## Exercise inputs
*** Begin section ***

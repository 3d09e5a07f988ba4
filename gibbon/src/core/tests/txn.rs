/*
 * Created on Fri Jan 26 2024
 *
 * This file is a part of Gibbon
 * Gibbon is a free and open-source authorization engine written by
 * Sayan Nandan ("the Author") that stores users, groups and permissions
 * in a transactional document store and encodes set membership as
 * fixed-length bitmasks, trading a little write amplification for
 * single-read permission checks.
 *
 * Copyright (c) 2024, Sayan Nandan <ohsayan@outlook.com>
 *
 * This program is free software: you can redistribute it and/or modify
 * it under the terms of the GNU Affero General Public License as published by
 * the Free Software Foundation, either version 3 of the License, or
 * (at your option) any later version.
 *
 * This program is distributed in the hope that it will be useful,
 * but WITHOUT ANY WARRANTY; without even the implied warranty of
 * MERCHANTABILITY or FITNESS FOR A PARTICULAR PURPOSE. See the
 * GNU Affero General Public License for more details.
 *
 * You should have received a copy of the GNU Affero General Public License
 * along with this program. If not, see <https://www.gnu.org/licenses/>.
 *
*/

use {super::seeded, crate::error::GibbonError};

#[test]
fn rolled_back_session_leaves_no_trace() {
    let g = seeded(2, 2);
    g.allocate_permission(None, into_dict!()).unwrap();
    g.allocate_group(None, into_dict!()).unwrap();
    g.subscribe_permissions_to_groups(None, [1u64], [1u64]).unwrap();
    let before = g.datastore().read(|state| state.clone());
    let mut session = g.session();
    g.create_user(Some(&mut session), into_dict!("email" => "tx@u"))
        .unwrap();
    g.subscribe_users_to_groups(Some(&mut session), into_dict!("email" => "tx@u"), [1u64])
        .unwrap();
    // the session observes its own writes...
    assert_eq!(
        g.find_users(Some(&session), into_dict!("email" => "tx@u"))
            .unwrap()
            .len(),
        1
    );
    session.rollback();
    // ...but the store never saw any of it
    assert!(g
        .find_users(None, into_dict!("email" => "tx@u"))
        .unwrap()
        .is_empty());
    assert_eq!(g.datastore().read(|state| state.clone()), before);
}

#[test]
fn committed_session_spans_multiple_calls() {
    let g = seeded(2, 2);
    g.allocate_group(None, into_dict!()).unwrap();
    let mut session = g.session();
    g.create_user(Some(&mut session), into_dict!("email" => "tx@u"))
        .unwrap();
    g.subscribe_users_to_groups(Some(&mut session), into_dict!("email" => "tx@u"), [1u64])
        .unwrap();
    session.commit().unwrap();
    let user = &g.find_users(None, into_dict!("email" => "tx@u")).unwrap()[0];
    assert_eq!(user.groups.positions(), vec![1]);
}

#[test]
fn failed_composite_aborts_every_prior_write() {
    let g = seeded(2, 2);
    g.allocate_permission(None, into_dict!()).unwrap();
    let before = g.datastore().read(|state| state.clone());
    // deallocation succeeds (step 1 writes land in the overlay), then the
    // subscription fails the allocation check and the overlay is dropped
    let r = g.datastore().transact(|session| {
        g.deallocate_permissions(Some(&mut *session), [1u64])?;
        g.subscribe_permissions_to_groups(Some(&mut *session), [1u64], [1u64])?;
        Ok(())
    });
    assert!(matches!(r, Err(GibbonError::NotAllocated(_))));
    assert_eq!(g.datastore().read(|state| state.clone()), before);
}

#[test]
fn a_session_is_isolated_from_later_commits() {
    let g = seeded(2, 2);
    let session = g.session();
    g.allocate_permission(None, into_dict!()).unwrap();
    // the session still sees the pre-allocation state
    assert!(g
        .find_all_allocated_permissions(Some(&session))
        .unwrap()
        .is_empty());
    assert_eq!(g.find_all_allocated_permissions(None).unwrap().len(), 1);
}
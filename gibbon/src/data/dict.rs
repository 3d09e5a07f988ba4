/*
 * Created on Wed Jan 10 2024
 *
 * This file is a part of Gibbon
 * Gibbon is a free and open-source authorization engine written by
 * Sayan Nandan ("the Author") that stores users, groups and permissions
 * in a transactional document store and encodes set membership as
 * fixed-length bitmasks, trading a little write amplification for
 * single-read permission checks.
 *
 * Copyright (c) 2024, Sayan Nandan <ohsayan@outlook.com>
 *
 * This program is free software: you can redistribute it and/or modify
 * it under the terms of the GNU Affero General Public License as published by
 * the Free Software Foundation, either version 3 of the License, or
 * (at your option) any later version.
 *
 * This program is distributed in the hope that it will be useful,
 * but WITHOUT ANY WARRANTY; without even the implied warranty of
 * MERCHANTABILITY or FITNESS FOR A PARTICULAR PURPOSE. See the
 * GNU Affero General Public License for more details.
 *
 * You should have received a copy of the GNU Affero General Public License
 * along with this program. If not, see <https://www.gnu.org/licenses/>.
 *
*/

use {crate::data::cell::Datacell, std::collections::HashMap};

/// A flat caller-metadata dictionary
pub type MetaDict = HashMap<Box<str>, Datacell>;

/// Field names the engine owns on stored rows. Caller metadata must never
/// shadow these.
const RESERVED_KEYS: [&str; 4] = ["position", "allocated", "permissions", "groups"];

/// Strip keys the store must never see from caller data: operator-style keys
/// (`$` prefix or an embedded `.`) and the engine-owned field names.
pub fn sanitize(dict: MetaDict) -> MetaDict {
    dict.into_iter()
        .filter(|(key, _)| {
            !(key.starts_with('$') || key.contains('.') || RESERVED_KEYS.contains(&&**key))
        })
        .collect()
}

/// Upsert `patch` into `current` (metadata updates merge rather than replace)
pub fn merge_into(current: &mut MetaDict, patch: MetaDict) {
    for (key, value) in patch {
        let _ = current.insert(key, value);
    }
}

/// true iff every entry of `filter` is present in `dict` with an equal value
pub fn matches_filter(dict: &MetaDict, filter: &MetaDict) -> bool {
    filter
        .iter()
        .all(|(key, value)| dict.get(key).map_or(false, |v| v == value))
}
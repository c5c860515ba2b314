use std::io::BufRead;

/// Extracts the target name declared on a single line, if any.
///
/// This is a line-prefix heuristic, not a Makefile parser: the line is split
/// at its first `:` and everything after it is discarded.
pub fn target_from_line(line: &str) -> Option<&str> {
    let trimmed = line.trim();
    if trimmed.is_empty() || trimmed.starts_with('#') || trimmed.starts_with(".PHONY") {
        return None;
    }

    // recipe lines start with a tab, check the raw line
    if line.starts_with('\t') {
        return None;
    }

    let (name, _rest) = line.split_once(':')?;
    let name = name.trim();
    (!name.is_empty()).then_some(name)
}

/// Reads all target names from a Makefile, in line order.
pub fn parse_targets(mut reader: impl BufRead) -> std::io::Result<Vec<String>> {
    let mut targets = Vec::new();
    let mut buf = Vec::new();

    loop {
        buf.clear();
        if reader.read_until(b'\n', &mut buf)? == 0 {
            break;
        }
        let line = String::from_utf8_lossy(&buf);
        let line = line.trim_end_matches('\n').trim_end_matches('\r');
        if let Some(name) = target_from_line(line) {
            targets.push(name.to_string());
        }
    }

    Ok(targets)
}
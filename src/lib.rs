pub mod cli;
pub mod invoke;
pub mod menu;
pub mod scan;
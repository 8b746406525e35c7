use std::fs::File;
use std::io::{self, BufReader, Write};
use std::process::ExitCode;

use anyhow::Context;
use chrono::{DateTime, Utc};
use clap::Parser;

use ftdc::{Reader, ReaderConfig, SchemaChangePolicy, TimeRange};

/// Dump decoded samples from a MongoDB FTDC diagnostic file as JSON lines.
#[derive(Parser, Debug)]
#[command(name = "ftdc-dump", version, about)]
struct Args {
    /// Path to the FTDC file, or `-` to read from stdin.
    path: String,

    /// Only emit samples at or after this RFC 3339 timestamp.
    #[arg(long)]
    start: Option<DateTime<Utc>>,

    /// Only emit samples strictly before this RFC 3339 timestamp.
    #[arg(long)]
    end: Option<DateTime<Utc>>,

    /// Only emit the named metric (dotted path). May be repeated; if
    /// omitted, all metrics are emitted.
    #[arg(long = "metric")]
    metrics: Vec<String>,

    /// Treat a reference-schema change between chunks as a hard error
    /// instead of the default silent rollover.
    #[arg(long)]
    strict_schema: bool,

    /// Increase log verbosity (-v, -vv).
    #[arg(short, long, action = clap::ArgAction::Count)]
    verbose: u8,
}

fn main() -> ExitCode {
    let args = Args::parse();

    let level = match args.verbose {
        0 => "warn",
        1 => "info",
        _ => "debug",
    };
    env_logger::Builder::from_env(env_logger::Env::default().default_filter_or(level)).init();

    match run(args) {
        Ok(()) => ExitCode::SUCCESS,
        Err(err) => {
            eprintln!("ftdc-dump: {err}");
            ExitCode::FAILURE
        }
    }
}

fn run(args: Args) -> anyhow::Result<()> {
    let mut config = ReaderConfig::new();

    if args.start.is_some() || args.end.is_some() {
        config = config.with_time_range(TimeRange::new(args.start, args.end));
    }
    if !args.metrics.is_empty() {
        let wanted = args.metrics.clone();
        config = config.with_metric_filter(move |path: &str| wanted.iter().any(|m| m == path));
    }
    if args.strict_schema {
        config = config.with_schema_change_policy(SchemaChangePolicy::Error);
    }

    let stdout = io::stdout();
    let mut out = io::BufWriter::new(stdout.lock());

    if args.path == "-" {
        let reader = Reader::with_config(BufReader::new(io::stdin()), config);
        dump(reader, &mut out)
    } else {
        let file = File::open(&args.path)
            .with_context(|| format!("opening {}", args.path))?;
        let reader = Reader::with_config(BufReader::new(file), config);
        dump(reader, &mut out)
    }
}

fn dump<R: io::Read>(reader: Reader<R>, out: &mut impl Write) -> anyhow::Result<()> {
    let mut count = 0usize;
    for sample in reader {
        let sample = sample?;
        serde_json::to_writer(&mut *out, &sample).context("serializing sample")?;
        out.write_all(b"\n")?;
        count += 1;
    }
    out.flush()?;
    log::info!("wrote {count} sample(s)");
    Ok(())
}
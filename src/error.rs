use thiserror::Error;

pub type Result<T> = std::result::Result<T, Error>;

#[derive(Debug, Error)]
pub enum Error {
    #[error("unexpected end of input")]
    Truncated,

    #[error("reached end of file at a clean document boundary")]
    TruncatedInterim,

    #[error("malformed BSON: {0}")]
    MalformedBson(String),

    #[error("unrecognized framing document type: {0}")]
    UnknownDocumentType(i32),

    #[error(
        "declared uncompressed chunk size {declared} does not match inflated size {actual}"
    )]
    FrameSizeMismatch { declared: u32, actual: u32 },

    #[error("zlib decompression failed")]
    DecompressionFailure(#[source] std::io::Error),

    #[error("varint exceeded the maximum 10-byte encoding of a 64-bit value")]
    VarintOverflow,

    #[error("flattened reference document has {actual} metrics, header declares {expected}")]
    SchemaMismatch { expected: usize, actual: usize },

    #[error("{0} byte(s) remained in the delta stream after decoding all expected deltas")]
    TrailingBytes(usize),

    #[error("decoding was cancelled")]
    Cancelled,

    #[error("I/O error")]
    Io(#[from] std::io::Error),
}
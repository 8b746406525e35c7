use serde::ser::{SerializeMap, SerializeStruct};
use serde::{Serialize, Serializer};

use crate::metric::OriginType;
use crate::time::{Timestamp, TimestampFormat};

#[derive(Debug, Clone, Copy, PartialEq)]
pub enum MetricValue {
    Double(f64),
    Int32(i32),
    Int64(i64),
    DateMillis(i64),
    Bool(bool),
    TimestampSeconds(u32),
    TimestampIncrement(u32),
}

impl MetricValue {
    pub(crate) fn restore(origin: OriginType, raw: i64) -> Self {
        match origin {
            // via u64, not straight to f64: from_bits needs the raw bit pattern
            OriginType::Double => MetricValue::Double(f64::from_bits(raw as u64)),
            OriginType::Int32 => MetricValue::Int32(raw as i32),
            OriginType::Int64 => MetricValue::Int64(raw),
            OriginType::DateMillis => MetricValue::DateMillis(raw),
            OriginType::Bool => MetricValue::Bool(raw != 0),
            OriginType::TimestampSeconds => MetricValue::TimestampSeconds(raw as u32),
            OriginType::TimestampIncrement => MetricValue::TimestampIncrement(raw as u32),
        }
    }
}

impl Serialize for MetricValue {
    fn serialize<S: Serializer>(&self, serializer: S) -> std::result::Result<S::Ok, S::Error> {
        match self {
            MetricValue::Double(v) => serializer.serialize_f64(*v),
            MetricValue::Int32(v) => serializer.serialize_i32(*v),
            MetricValue::Int64(v) => serializer.serialize_i64(*v),
            MetricValue::DateMillis(v) => serializer.serialize_i64(*v),
            MetricValue::Bool(v) => serializer.serialize_bool(*v),
            MetricValue::TimestampSeconds(v) => serializer.serialize_u32(*v),
            MetricValue::TimestampIncrement(v) => serializer.serialize_u32(*v),
        }
    }
}

#[derive(Debug, Clone)]
pub struct Sample {
    pub timestamp: Timestamp,
    pub metrics: Vec<(String, MetricValue)>,
}

impl Sample {
    pub fn get(&self, path: &str) -> Option<MetricValue> {
        self.metrics.iter().find(|(p, _)| p == path).map(|(_, v)| *v)
    }
}

impl Serialize for Sample {
    fn serialize<S: Serializer>(&self, serializer: S) -> std::result::Result<S::Ok, S::Error> {
        let mut state = serializer.serialize_struct("Sample", 2)?;
        state.serialize_field("timestamp", &self.timestamp.to_timestamp_string())?;
        state.serialize_field("metrics", &MetricsAsMap(&self.metrics))?;
        state.end()
    }
}

struct MetricsAsMap<'a>(&'a [(String, MetricValue)]);

impl Serialize for MetricsAsMap<'_> {
    fn serialize<S: Serializer>(&self, serializer: S) -> std::result::Result<S::Ok, S::Error> {
        let mut map = serializer.serialize_map(Some(self.0.len()))?;
        for (key, value) in self.0 {
            map.serialize_entry(key, value)?;
        }
        map.end()
    }
}

#[cfg(test)]
mod tests {
    use super::*;

    #[test]
    fn double_restoration_is_an_involution() {
        for bits in [0.0f64, -0.0, f64::NAN, f64::INFINITY, 1.5, -1.5] {
            let raw = bits.to_bits() as i64;
            let restored = MetricValue::restore(OriginType::Double, raw);
            match restored {
                MetricValue::Double(v) => assert_eq!(v.to_bits(), bits.to_bits()),
                other => panic!("expected Double, got {other:?}"),
            }
        }
    }

    #[test]
    fn nan_with_sign_bit_set_round_trips() {
        let raw: i64 = -1; // all bits set: a quiet NaN with the sign bit on
        let restored = MetricValue::restore(OriginType::Double, raw);
        match restored {
            MetricValue::Double(v) => assert_eq!(v.to_bits(), raw as u64),
            other => panic!("expected Double, got {other:?}"),
        }
    }

    #[test]
    fn bool_restoration() {
        assert_eq!(MetricValue::restore(OriginType::Bool, 0), MetricValue::Bool(false));
        assert_eq!(MetricValue::restore(OriginType::Bool, 1), MetricValue::Bool(true));
        assert_eq!(MetricValue::restore(OriginType::Bool, -1), MetricValue::Bool(true));
    }

    #[test]
    fn int32_sign_extends_from_truncated_bits() {
        let raw = (-1i32) as i64 & 0xFFFF_FFFF; // low 32 bits only, as if wrapped
        assert_eq!(MetricValue::restore(OriginType::Int32, raw), MetricValue::Int32(-1));
    }
}
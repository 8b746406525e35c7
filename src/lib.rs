pub mod bson;
pub mod chunk;
pub mod config;
pub mod error;
pub mod flatten;
pub mod metric;
pub mod path;
pub mod reader;
pub mod sample;
pub mod time;
pub mod varint;

pub use config::{CancellationToken, ReaderConfig, SchemaChangePolicy, TimeRange};
pub use error::{Error, Result};
pub use metric::{Metric, OriginType};
pub use path::MetricPath;
pub use reader::{open_reader, Reader};
pub use sample::{MetricValue, Sample};
pub use time::Timestamp;
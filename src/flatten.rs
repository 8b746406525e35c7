use crate::bson::{Document, Value};
use crate::metric::{Metric, OriginType};
use crate::path::MetricPath;

// traversal order and count must match the producer bit-for-bit; a single
// missing or extra metric desyncs the delta stream for the rest of the chunk
pub fn flatten(doc: &Document) -> Vec<Metric> {
    let mut metrics = Vec::new();
    let mut path = MetricPath::new();
    flatten_document(doc, &mut path, &mut metrics);
    metrics
}

fn flatten_document(doc: &Document, path: &mut MetricPath, out: &mut Vec<Metric>) {
    for (key, value) in doc.elements() {
        let checkpoint = path.len();
        path.push(key);
        flatten_value(value, path, out);
        path.truncate(checkpoint);
    }
}

fn flatten_value(value: &Value, path: &mut MetricPath, out: &mut Vec<Metric>) {
    match value {
        Value::Document(doc) => flatten_document(doc, path, out),
        Value::Array(doc) => flatten_document(doc, path, out),
        // bit-reinterpreted, not truncated: value.to_bits() as i64, never value as i64
        Value::Double(v) => emit(out, path, OriginType::Double, v.to_bits() as i64),
        Value::Int32(v) => emit(out, path, OriginType::Int32, *v as i64),
        Value::Int64(v) => emit(out, path, OriginType::Int64, *v),
        Value::DateTime(v) => emit(out, path, OriginType::DateMillis, *v),
        Value::Boolean(v) => emit(out, path, OriginType::Bool, if *v { 1 } else { 0 }),
        Value::Timestamp { seconds, increment } => {
            emit(out, path, OriginType::TimestampSeconds, *seconds as i64);
            let checkpoint = path.len();
            path.push("inc");
            emit(out, path, OriginType::TimestampIncrement, *increment as i64);
            path.truncate(checkpoint);
        }
        Value::String(_)
        | Value::Binary { .. }
        | Value::ObjectId(_)
        | Value::Null
        | Value::Regex(_, _)
        | Value::Decimal128(_)
        | Value::MinKey
        | Value::MaxKey
        | Value::JavaScript(_) => {
            log::trace!("skipping non-numeric metric at {path:?}");
        }
    }
}

fn emit(out: &mut Vec<Metric>, path: &MetricPath, origin: OriginType, initial_value: i64) {
    out.push(Metric { path: path.clone(), origin, initial_value });
}

#[cfg(test)]
mod tests {
    use super::*;
    use crate::bson::Value;

    fn doc(elements: Vec<(&str, Value)>) -> Document {
        Document::from_elements(elements.into_iter().map(|(k, v)| (k.to_string(), v)).collect())
    }

    #[test]
    fn flattens_scalar_types() {
        let d = doc(vec![
            ("i32", Value::Int32(5)),
            ("i64", Value::Int64(6)),
            ("b", Value::Boolean(true)),
        ]);
        let metrics = flatten(&d);
        assert_eq!(metrics.len(), 3);
        assert_eq!(metrics[0].path.to_dotted_string(), "i32");
        assert_eq!(metrics[0].initial_value, 5);
        assert_eq!(metrics[2].initial_value, 1);
    }

    #[test]
    fn double_is_bit_reinterpreted_not_truncated() {
        let d = doc(vec![("d", Value::Double(1.0))]);
        let metrics = flatten(&d);
        assert_eq!(metrics[0].initial_value, 1.0f64.to_bits() as i64);
        assert_ne!(metrics[0].initial_value, 1); // truncating cast would give 1
    }

    #[test]
    fn timestamp_expands_to_two_metrics() {
        let d = doc(vec![("op", Value::Timestamp { seconds: 42, increment: 7 })]);
        let metrics = flatten(&d);
        assert_eq!(metrics.len(), 2);
        assert_eq!(metrics[0].path.to_dotted_string(), "op");
        assert_eq!(metrics[0].initial_value, 42);
        assert_eq!(metrics[1].path.to_dotted_string(), "op.inc");
        assert_eq!(metrics[1].initial_value, 7);
    }

    #[test]
    fn duplicate_keys_both_emit_metrics() {
        let d = doc(vec![("a", Value::Int32(3)), ("a", Value::Int32(4))]);
        let metrics = flatten(&d);
        assert_eq!(metrics.len(), 2);
        assert_eq!(metrics[0].initial_value, 3);
        assert_eq!(metrics[1].initial_value, 4);
    }

    #[test]
    fn non_numeric_types_are_skipped_without_recursing() {
        let d = doc(vec![("s", Value::String("x".into())), ("n", Value::Int32(1))]);
        let metrics = flatten(&d);
        assert_eq!(metrics.len(), 1);
        assert_eq!(metrics[0].path.to_dotted_string(), "n");
    }
}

*** End section ***

## Aim of the exercise
Report, from the entries above, each line where "other" is found.

## Output below
                other => panic!("expected Double, got {other:?}"),
            other => panic!("expected Double, got {other:?}"),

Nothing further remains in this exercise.